Map comparison of Satelligence forest baseline vs. Open data source, South Sumatra

Satelligence forest baseline vs. open data source, South Sumatra.
Our proprietary DPROF and GEODB technologies turn satellite data into the most accurate forest and commodity maps, providing the precision needed for reliable monitoring and EUDR compliance.

Still…

… why did we create those engines in-house? Haven’t those problems already been solved? Isn’t the best code, the code you don’t need to write?

Well yes, and we did look at commercial off-the-shelf solutions when we started out in 2016, but these were either:

  • Not available for commercial use
  • Not feature complete
  • Deterministic one-size-fits-all solutions that disregarded Contextual Intelligence

The latter point being the most important. Since day one of our existence, Satelligence has been very aware of the importance of the social, political, cultural and economic context of our mission: end deforestation. Embedding local context into our organisation has been the default from the beginning – across sales, product development, support and, also, engineering.

Beyond lines of code

Technology is neither neutral nor deterministic – it doesn’t follow a single, universal development path independent of cultural context. Jan Douwe van der Ploeg’s work demonstrates that technology is always culturally mediated, shaped by specific values, knowledge systems, and social relationships. DPROF and GeoDB are unique technologies made possible through co-production and cultural embeddedness,  key themes in the work of Jan Douwe van der Ploeg.

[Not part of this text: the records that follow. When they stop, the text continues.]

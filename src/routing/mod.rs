//! Routing of classified content
//!
//! Maps a content type to symbolic destination labels and runs the
//! per-type handler that decides priority and follow-up actions.
//! Nothing is delivered; routes are labels returned to the caller.

pub mod handlers;
pub mod router;

pub use handlers::{freshness_score, handle, HandlerOutcome, Priority};
pub use router::{ContentRouter, Route};
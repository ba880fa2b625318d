//! Labelled-field extraction from LLM output ("Title: ...", "Author: ...")

use crate::error::{Error, Result};
use regex::Regex;
use serde::{Deserialize, Serialize};

/// Fields recovered from free-form LLM text
#[derive(Debug, Clone, Default, PartialEq, Serialize, Deserialize)]
pub struct ContentMetadata {
    pub title: Option<String>,
    pub author: Option<String>,
    pub publish_date: Option<String>,
    pub keywords: Vec<String>,
}

/// Compiled label patterns
pub struct MetadataExtractor {
    title: Regex,
    author: Regex,
    date: Regex,
    keywords: Regex,
}

impl MetadataExtractor {
    pub fn new() -> Result<Self> {
        let compile = |name: &str, pattern: &str| {
            Regex::new(pattern).map_err(|e| {
                Error::Internal(format!("Invalid metadata pattern '{}': {}", name, e))
            })
        };

        Ok(Self {
            title: compile("title", r"(?i)(?:Title|Título|Heading):[ \t]*(.+)")?,
            author: compile("author", r"(?i)(?:Author|Autor|\bBy):[ \t]*(.+)")?,
            date: compile("date", r"(?i)(?:Date|Published|Fecha):[ \t]*(.+)")?,
            keywords: compile("keywords", r"(?i)(?:Keywords|Tags):[ \t]*(.+)")?,
        })
    }

    /// Extract labelled fields; absent labels stay `None` / empty
    pub fn extract(&self, text: &str) -> ContentMetadata {
        let capture = |re: &Regex| {
            re.captures(text)
                .and_then(|caps| caps.get(1))
                .map(|m| clean_value(m.as_str()))
                .filter(|value| !value.is_empty())
        };

        let keywords = capture(&self.keywords)
            .map(|list| {
                list.split(',')
                    .map(clean_value)
                    .filter(|k| !k.is_empty())
                    .collect()
            })
            .unwrap_or_default();

        ContentMetadata {
            title: capture(&self.title),
            author: capture(&self.author),
            publish_date: capture(&self.date),
            keywords,
        }
    }
}

/// Strip whitespace and markdown emphasis around a captured value
fn clean_value(value: &str) -> String {
    value
        .trim_matches(|c: char| c.is_whitespace() || c == '*' || c == '_')
        .to_string()
}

Both of these systems enable us to build the world’s most comprehensive, consistent, and coherent data source lake with environmental geospatial data. In contrast to the scattered, inconsistent and incoherent public data sources where  “you order a meal, you get a kitchen”, at Satelligence, “you order a meal, you get a meal”. DPROF and GEODB make up part of our kitchen where we prepare those meals.

About Satelligence

Satelligence is a geospatial sustainability company. Their curated and E&Y verified insights on deforestation, supply chains, land degradation, and downstream scope 3 emissions make product journeys and investment portfolios sustainable, from tree to shelf. They’re trusted by Cargill, Unilever, Mondelez, Bunge, AAK, Rabobank, IKEA, Tony’s Chocolonely, and more.